We are to pattern our attitudes and lives after Jesus Christ. (Philippians 2:5, 1 Peter 2:21) The more I started thinking about it, the more I realized how wonderful it would be to become so close to Christ that I loose myself in Him. 

Imagine the glory we could bring Him if we were that dedicated!

Wednesday, January 5, 2011

Believe

I had an "Ah-ha! CLICK!" moment just now.

For the last few months, we have been waiting on an email from someone. Both my husband and I knew that with the busyness of the holiday season, it would most likely be very long in coming, but that doesn't always help make it any easier. I'm always caught between "Send another email to let them know I'm still interested", and "Don't send anything else to bug them to death."
Patience and Passion don't easily mix together.

This morning, however, I was in Genesis when the Spirit threw some highlighter on a verse I was reading. I had just been talking with Him about knowing I had heard Him about this issue before and believing that He would bring it to pass, but I was beginning to need a little reassurance that I wasn't in the wrong somehow.
Not 10 minutes later I read Genesis 15:6.
Abraham believed the Lord,
and He credited it to him as righteousness.

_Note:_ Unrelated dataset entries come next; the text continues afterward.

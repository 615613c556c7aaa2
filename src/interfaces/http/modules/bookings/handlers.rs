//! Booking API handlers

use std::sync::Arc;

use axum::{
    extract::{Path, Query, State},
    http::StatusCode,
    Extension, Json,
};
use chrono::Utc;

use super::dto::{
    BookingDto, BookingStatusGroupDto, CreateBookingRequest, JobRunResponse, ListBookingsParams,
    UpdateBookingRequest,
};
use crate::application::bookings::{
    run_booking_jobs, BookingChanges, BookingJobsConfig, BookingRequest, BookingService,
};
use crate::domain::{BookingStatus, PaymentMethod, RepositoryProvider};
use crate::interfaces::http::common::{
    error_response, parse_choice, ApiError, ApiResponse, ApiResult, MessageResponse,
    PaginatedResponse, ValidatedJson,
};
use crate::interfaces::http::middleware::AuthenticatedUser;
use crate::shared::PaginationParams;

#[derive(Clone)]
pub struct BookingHandlerState {
    pub bookings: Arc<BookingService>,
    pub repos: Arc<dyn RepositoryProvider>,
    pub jobs_config: BookingJobsConfig,
}

fn payment_method(value: Option<&str>) -> Result<Option<PaymentMethod>, ApiError> {
    parse_choice("payment_method", value, PaymentMethod::parse)
}

#[utoipa::path(
    get,
    path = "/api/v1/bookings",
    tag = "Bookings",
    security(("bearer_auth" = [])),
    params(ListBookingsParams),
    responses(
        (status = 200, description = "Bookings visible to the caller", body = ApiResponse<PaginatedResponse<BookingDto>>),
        (status = 400, description = "Unknown status")
    )
)]
pub async fn list_bookings(
    State(state): State<BookingHandlerState>,
    Extension(user): Extension<AuthenticatedUser>,
    Query(params): Query<ListBookingsParams>,
) -> ApiResult<PaginatedResponse<BookingDto>> {
    let status = parse_choice("status", params.status.as_deref(), BookingStatus::parse)?;

    let page = state
        .bookings
        .list(&user.actor(), status, PaginationParams::new(params.page, params.limit))
        .await
        .map_err(error_response)?;

    Ok(Json(ApiResponse::success(PaginatedResponse::from(page))))
}

#[utoipa::path(
    get,
    path = "/api/v1/bookings/by-status",
    tag = "Bookings",
    security(("bearer_auth" = [])),
    responses(
        (status = 200, description = "Every status with its bookings", body = ApiResponse<Vec<BookingStatusGroupDto>>),
        (status = 403, description = "Staff only")
    )
)]
pub async fn bookings_by_status(
    State(state): State<BookingHandlerState>,
    Extension(user): Extension<AuthenticatedUser>,
) -> ApiResult<Vec<BookingStatusGroupDto>> {
    let groups = state
        .bookings
        .by_status(&user.actor())
        .await
        .map_err(error_response)?;

    Ok(Json(ApiResponse::success(
        groups.into_iter().map(BookingStatusGroupDto::from).collect(),
    )))
}

#[utoipa::path(
    get,
    path = "/api/v1/bookings/{id}",
    tag = "Bookings",
    security(("bearer_auth" = [])),
    params(("id" = i32, Path, description = "Booking ID")),
    responses(
        (status = 200, description = "Booking details", body = ApiResponse<BookingDto>),
        (status = 404, description = "Not found or not visible to the caller")
    )
)]
pub async fn get_booking(
    State(state): State<BookingHandlerState>,
    Extension(user): Extension<AuthenticatedUser>,
    Path(id): Path<i32>,
) -> ApiResult<BookingDto> {
    let booking = state
        .bookings
        .get(&user.actor(), id)
        .await
        .map_err(error_response)?;

    Ok(Json(ApiResponse::success(BookingDto::from(booking))))
}

#[utoipa::path(
    post,
    path = "/api/v1/bookings",
    tag = "Bookings",
    security(("bearer_auth" = [])),
    request_body = CreateBookingRequest,
    responses(
        (status = 201, description = "Booking created as pending", body = ApiResponse<BookingDto>),
        (status = 400, description = "Invalid dates, incomplete profile or vehicle unavailable"),
        (status = 403, description = "Customer is blocked"),
        (status = 404, description = "Customer or vehicle not found"),
        (status = 409, description = "Vehicle already booked for these dates")
    )
)]
pub async fn create_booking(
    State(state): State<BookingHandlerState>,
    Extension(user): Extension<AuthenticatedUser>,
    ValidatedJson(request): ValidatedJson<CreateBookingRequest>,
) -> Result<(StatusCode, Json<ApiResponse<BookingDto>>), ApiError> {
    let booking_request = BookingRequest {
        customer_id: request.customer_id,
        vehicle_id: request.vehicle_id,
        start_date: request.start_date,
        end_date: request.end_date,
        payment_method: payment_method(request.payment_method.as_deref())?.unwrap_or_default(),
        notes: request.notes,
        total_price: request.total_price,
    };

    let booking = state
        .bookings
        .create(&user.actor(), booking_request, Utc::now().date_naive())
        .await
        .map_err(error_response)?;

    Ok((
        StatusCode::CREATED,
        Json(ApiResponse::success(BookingDto::from(booking))),
    ))
}

#[utoipa::path(
    put,
    path = "/api/v1/bookings/{id}",
    tag = "Bookings",
    security(("bearer_auth" = [])),
    params(("id" = i32, Path, description = "Booking ID")),
    request_body = UpdateBookingRequest,
    responses(
        (status = 200, description = "Booking updated and repriced", body = ApiResponse<BookingDto>),
        (status = 404, description = "Not found"),
        (status = 409, description = "Booking is not pending or dates overlap")
    )
)]
pub async fn update_booking(
    State(state): State<BookingHandlerState>,
    Extension(user): Extension<AuthenticatedUser>,
    Path(id): Path<i32>,
    ValidatedJson(request): ValidatedJson<UpdateBookingRequest>,
) -> ApiResult<BookingDto> {
    let changes = BookingChanges {
        vehicle_id: request.vehicle_id,
        start_date: request.start_date,
        end_date: request.end_date,
        payment_method: payment_method(request.payment_method.as_deref())?,
        notes: request.notes,
        total_price: request.total_price,
    };

    let booking = state
        .bookings
        .update(&user.actor(), id, changes, Utc::now().date_naive())
        .await
        .map_err(error_response)?;

    Ok(Json(ApiResponse::success(BookingDto::from(booking))))
}

#[utoipa::path(
    delete,
    path = "/api/v1/bookings/{id}",
    tag = "Bookings",
    security(("bearer_auth" = [])),
    params(("id" = i32, Path, description = "Booking ID")),
    responses(
        (status = 200, description = "Booking deleted", body = ApiResponse<MessageResponse>),
        (status = 403, description = "Customers may only delete pending bookings"),
        (status = 404, description = "Not found")
    )
)]
pub async fn delete_booking(
    State(state): State<BookingHandlerState>,
    Extension(user): Extension<AuthenticatedUser>,
    Path(id): Path<i32>,
) -> ApiResult<MessageResponse> {
    state
        .bookings
        .delete(&user.actor(), id)
        .await
        .map_err(error_response)?;

    Ok(Json(ApiResponse::success(MessageResponse::new(format!(
        "Booking {} deleted",
        id
    )))))
}

#[utoipa::path(
    post,
    path = "/api/v1/bookings/{id}/approve",
    tag = "Bookings",
    security(("bearer_auth" = [])),
    params(("id" = i32, Path, description = "Booking ID")),
    responses(
        (status = 200, description = "Booking confirmed", body = ApiResponse<BookingDto>),
        (status = 403, description = "Staff only"),
        (status = 409, description = "Booking is not pending")
    )
)]
pub async fn approve_booking(
    State(state): State<BookingHandlerState>,
    Extension(user): Extension<AuthenticatedUser>,
    Path(id): Path<i32>,
) -> ApiResult<BookingDto> {
    let booking = state
        .bookings
        .approve(&user.actor(), id)
        .await
        .map_err(error_response)?;

    Ok(Json(ApiResponse::success(BookingDto::from(booking))))
}

#[utoipa::path(
    post,
    path = "/api/v1/bookings/{id}/reject",
    tag = "Bookings",
    security(("bearer_auth" = [])),
    params(("id" = i32, Path, description = "Booking ID")),
    responses(
        (status = 200, description = "Booking cancelled", body = ApiResponse<BookingDto>),
        (status = 403, description = "Staff only"),
        (status = 409, description = "Booking is not pending")
    )
)]
pub async fn reject_booking(
    State(state): State<BookingHandlerState>,
    Extension(user): Extension<AuthenticatedUser>,
    Path(id): Path<i32>,
) -> ApiResult<BookingDto> {
    let booking = state
        .bookings
        .reject(&user.actor(), id)
        .await
        .map_err(error_response)?;

    Ok(Json(ApiResponse::success(BookingDto::from(booking))))
}

#[utoipa::path(
    post,
    path = "/api/v1/bookings/jobs/run",
    tag = "Bookings",
    security(("bearer_auth" = [])),
    responses(
        (status = 200, description = "Both status jobs ran once", body = ApiResponse<JobRunResponse>),
        (status = 403, description = "Staff only")
    )
)]
pub async fn run_jobs(
    State(state): State<BookingHandlerState>,
    Extension(user): Extension<AuthenticatedUser>,
) -> ApiResult<JobRunResponse> {
    let actor = user.actor();
    actor.require_staff().map_err(error_response)?;

    let report = run_booking_jobs(state.repos.as_ref(), Utc::now(), &state.jobs_config)
        .await
        .map_err(error_response)?;

    tracing::info!(
        by = %actor.username,
        completed = report.completed,
        cancelled = report.cancelled,
        "Booking jobs triggered manually"
    );
    Ok(Json(ApiResponse::success(JobRunResponse::from(report))))
}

"Alright," I told Him after pondering the consequences, "I believe. You said it- You'll do it."

When I got home hours later I realized something: The email came less than a hour later.

My God is an amazing weaver of our lives!


Tuesday, January 4, 2011

Covering

...the man and his wife heard the sound of the Lord God 
walking in the garden at the time of the evening breeze, 
and they hid themselves from the Lord God...
Genesis 3:8

It is the nature of the sin within us to hide from the Lord, as it has been since Adam and Eve first ate the forbidden fruit. We have the unnatural desire to run from Him at the first sign of His presence. Just as the evening breeze is a time of relief and respite from the heat of the day, our God comes to us when we most need Him- but still we continue to try and hide from His soothing presence for we know we are "naked" before Him.

Adam and Eve had recently become aware of their nakedness because of the fruit they had eaten. The first thing they did was sew fig leaves together to cover themselves, for it was this nakedness that caused them to hide from God. (Genesis 3:10) They instinctively knew that they needed a covering to be in His presence. But what they were able to create on their own - the fig leaves - was not sufficient. God had to kill a few animals and make skins to cover them, for they couldn't be in His presence knowing the shame of their exposure. The reason we still run from God when He comes to us in "the time of the evening breeze" is we know the shame of our nakedness before Him and instinctively, from the sin nature within us, know we can not stand before Him.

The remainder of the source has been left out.